But recently and unexpectedly, there’s been movement in the quest. Follow-up conversations with the people closest to Arlen Specter — his oldest son, Shanin, a Philadelphia personal injury and medical malpractice attorney, and Charles Robbins, Specter’s trusted longtime communications aide and the ghostwriter of two Specter memoirs — revealed this: The man who dangled campaign cash if Specter were to drop the Spygate inquiry was none other than Donald J. Trump.
Not only that: Trump had told Specter he was acting on behalf of Robert Kraft.
Kraft and Trump, both responding to ESPN through spokesmen, denied involvement in any effort to influence Specter’s investigation.

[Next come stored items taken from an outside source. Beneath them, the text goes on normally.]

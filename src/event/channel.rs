use crate::error::ParseError;

/// A seven-bit MIDI data value, guaranteed to have a clear high bit.
#[derive(Debug, Clone, Copy, PartialEq, Eq, PartialOrd, Ord, Hash)]
#[cfg_attr(feature = "serde", derive(serde::Serialize, serde::Deserialize))]
pub struct DataByte(pub(crate) u8);

impl DataByte {
    /// Validate a raw byte, rejecting values with the high bit set.
    pub const fn new(byte: u8) -> Result<Self, ParseError> {
        if byte > 0x7F {
            Err(ParseError::DataByte(byte))
        } else {
            Ok(Self(byte))
        }
    }

    /// Wrap a byte known to be in range.
    pub(crate) const fn new_unchecked(byte: u8) -> Self {
        Self(byte)
    }

    /// The value, 0..=127.
    pub const fn value(&self) -> u8 {
        self.0
    }
}

/// A MIDI channel, 0..=15.
///
/// Many MIDI systems display channels 1-based; this type keeps the
/// zero-based wire numbering and leaves presentation to the caller.
#[derive(Debug, Clone, Copy, PartialEq, Eq, PartialOrd, Ord, Hash)]
#[cfg_attr(feature = "serde", derive(serde::Serialize, serde::Deserialize))]
pub struct Channel(u8);

impl Channel {
    /// Validate a channel number.
    pub const fn new(number: u8) -> Option<Self> {
        if number > 15 {
            None
        } else {
            Some(Self(number))
        }
    }

    pub(crate) const fn from_status(status: u8) -> Self {
        Self(status & 0x0F)
    }

    /// The zero-based channel number.
    pub const fn number(&self) -> u8 {
        self.0
    }
}

/// A pitch bend amount, -8192..=8191, with 0 meaning no bend.
#[derive(Debug, Clone, Copy, PartialEq, Eq, PartialOrd, Ord, Hash)]
#[cfg_attr(feature = "serde", derive(serde::Serialize, serde::Deserialize))]
pub struct PitchBend(i16);

impl PitchBend {
    /// The lowest bend value.
    pub const MIN: i16 = -8192;
    /// The highest bend value.
    pub const MAX: i16 = 8191;

    /// Combine the two seven-bit data bytes (LSB first on the wire)
    /// and re-center around zero.
    pub(crate) const fn from_data(lsb: DataByte, msb: DataByte) -> Self {
        Self((((msb.0 as i16) << 7) | lsb.0 as i16) - 8192)
    }

    /// The signed bend amount.
    pub const fn value(&self) -> i16 {
        self.0
    }
}

/// The channel voice messages a track can carry.
///
/// A Note-On with velocity zero means releasing the key, but it is
/// surfaced exactly as written; the parser never rewrites it into a
/// [`VoiceEvent::NoteOff`].
#[derive(Debug, Clone, Copy, PartialEq, Eq)]
#[cfg_attr(feature = "serde", derive(serde::Serialize, serde::Deserialize))]
pub enum VoiceEvent {
    /// Release a key with a release velocity.
    NoteOff {
        /// The key number; 60 is middle C.
        key: DataByte,
        /// The release velocity.
        velocity: DataByte,
    },
    /// Press a key. Velocity zero means release.
    NoteOn {
        /// The key number; 60 is middle C.
        key: DataByte,
        /// The key-down velocity, or zero for a release.
        velocity: DataByte,
    },
    /// Per-key pressure while a key is held.
    KeyAftertouch {
        /// The key number.
        key: DataByte,
        /// The pressure intensity.
        pressure: DataByte,
    },
    /// Set a controller (sustain pedal, modulation wheel, ...).
    ControlChange {
        /// The controller index.
        controller: DataByte,
        /// The value sent to the controller.
        value: DataByte,
    },
    /// Select a program (instrument patch).
    ProgramChange {
        /// The program number.
        program: DataByte,
    },
    /// Channel-wide pressure.
    ChannelAftertouch {
        /// The pressure intensity.
        pressure: DataByte,
    },
    /// Move the pitch bend wheel.
    PitchBend(PitchBend),
}

/// A channel voice message together with its channel.
#[derive(Debug, Clone, Copy, PartialEq, Eq)]
#[cfg_attr(feature = "serde", derive(serde::Serialize, serde::Deserialize))]
pub struct ChannelVoiceMessage {
    channel: Channel,
    event: VoiceEvent,
}

impl ChannelVoiceMessage {
    /// Pair a voice event with a channel.
    pub const fn new(channel: Channel, event: VoiceEvent) -> Self {
        Self { channel, event }
    }

    /// The channel the message addresses.
    pub const fn channel(&self) -> Channel {
        self.channel
    }

    /// The voice event carried.
    pub const fn event(&self) -> &VoiceEvent {
        &self.event
    }
}

#[cfg(test)]
mod tests {
    use super::*;

    #[test]
    fn data_byte_rejects_high_bit() {
        assert!(DataByte::new(0x7F).is_ok());
        assert!(matches!(
            DataByte::new(0x80),
            Err(ParseError::DataByte(0x80))
        ));
    }

    #[test]
    fn pitch_bend_is_recentered() {
        use pretty_assertions::assert_eq;
        let center = PitchBend::from_data(DataByte(0x00), DataByte(0x40));
        assert_eq!(center.value(), 0);
        let min = PitchBend::from_data(DataByte(0x00), DataByte(0x00));
        assert_eq!(min.value(), PitchBend::MIN);
        let max = PitchBend::from_data(DataByte(0x7F), DataByte(0x7F));
        assert_eq!(max.value(), PitchBend::MAX);
    }

    #[test]
    fn channel_bounds() {
        assert_eq!(Channel::new(15).map(|c| c.number()), Some(15));
        assert!(Channel::new(16).is_none());
    }
}
use std::io;

use super::{ByteReader, MAX_SOURCE_LEN};
use crate::error::ParseError;

/// An in-memory input. Supports every optional capability.
pub struct BytesReader {
    data: Vec<u8>,
    pos: usize,
}

impl BytesReader {
    /// Wrap a byte buffer, applying the same 1 GiB cap as the file
    /// sources.
    pub fn new(data: Vec<u8>) -> Result<Self, ParseError> {
        if data.len() as u64 > MAX_SOURCE_LEN {
            return Err(ParseError::HugeFile);
        }
        Ok(Self { data, pos: 0 })
    }
}

impl ByteReader for BytesReader {
    fn read_byte(&mut self) -> io::Result<Option<u8>> {
        match self.data.get(self.pos) {
            Some(&byte) => {
                self.pos += 1;
                Ok(Some(byte))
            }
            None => Ok(None),
        }
    }

    fn skip(&mut self, n: u32) -> Option<io::Result<()>> {
        self.pos = self.pos.saturating_add(n as usize).min(self.data.len());
        Some(Ok(()))
    }

    fn can_rewind(&self) -> bool {
        true
    }

    fn rewind(&mut self) -> io::Result<()> {
        self.pos = 0;
        Ok(())
    }
}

“This is completely false,” said Jason Miller, a senior adviser to Trump. “We have no idea what you’re talking about.” Miller declined to answer a series of follow-up questions. A Patriots spokesman said Kraft “never asked Donald Trump to talk to Arlen Specter on his behalf.”
“Mr. Kraft is not aware of any involvement of Trump on this topic and he did not have any other engagement with Specter or his staff,” the spokesman said via email.
THE ALLEGED SPYGATE connections among Arlen Specter, Donald Trump and Robert Kraft came up almost by accident. On July 1, 2010, Specter sat down with Robbins for one of their tape-recorded discussions to prepare for the writing of Specter’s third and final book, a memoir titled “Life Among the Cannibals.” Only six weeks earlier, Specter, who famously switched parties from Republican to Democratic, had lost a hard-fought Democratic primary to Congressman Joe Sestak. The defeat effectively ended Specter’s five-term tenure in the U.S. Senate.
That evening, during a three-hour conversation inside the dark-hued den of Specter’s Georgetown condo, the senator was in an expansive mood, discussing what he had considered his noble crusade for fairness in professional sports. For two decades, Specter was a frequent, loud critic of the NFL. It galled him that franchises extorted cities for new, mostly publicly financed stadiums. More than once, Specter had threatened to file legislation that would revoke the NFL’s invaluable antitrust exemption. “This is part of Arlen Specter’s thesis that the NFL owns America,” Specter told Robbins that night, according to a transcript of their conversation. “They’re addicted to pro football in a way they have never been addicted to baseball. Or heroin.”
Specter then raised his quixotic inquiry into the Spygate scandal, a source of great frustration because, for one thing, he wondered whether the Patriots cheated to beat his beloved Eagles 24-21 in Super Bowl XXXIX in February 2005. And for another thing, he felt the NFL and the Patriots had stymied his bid to get the truth.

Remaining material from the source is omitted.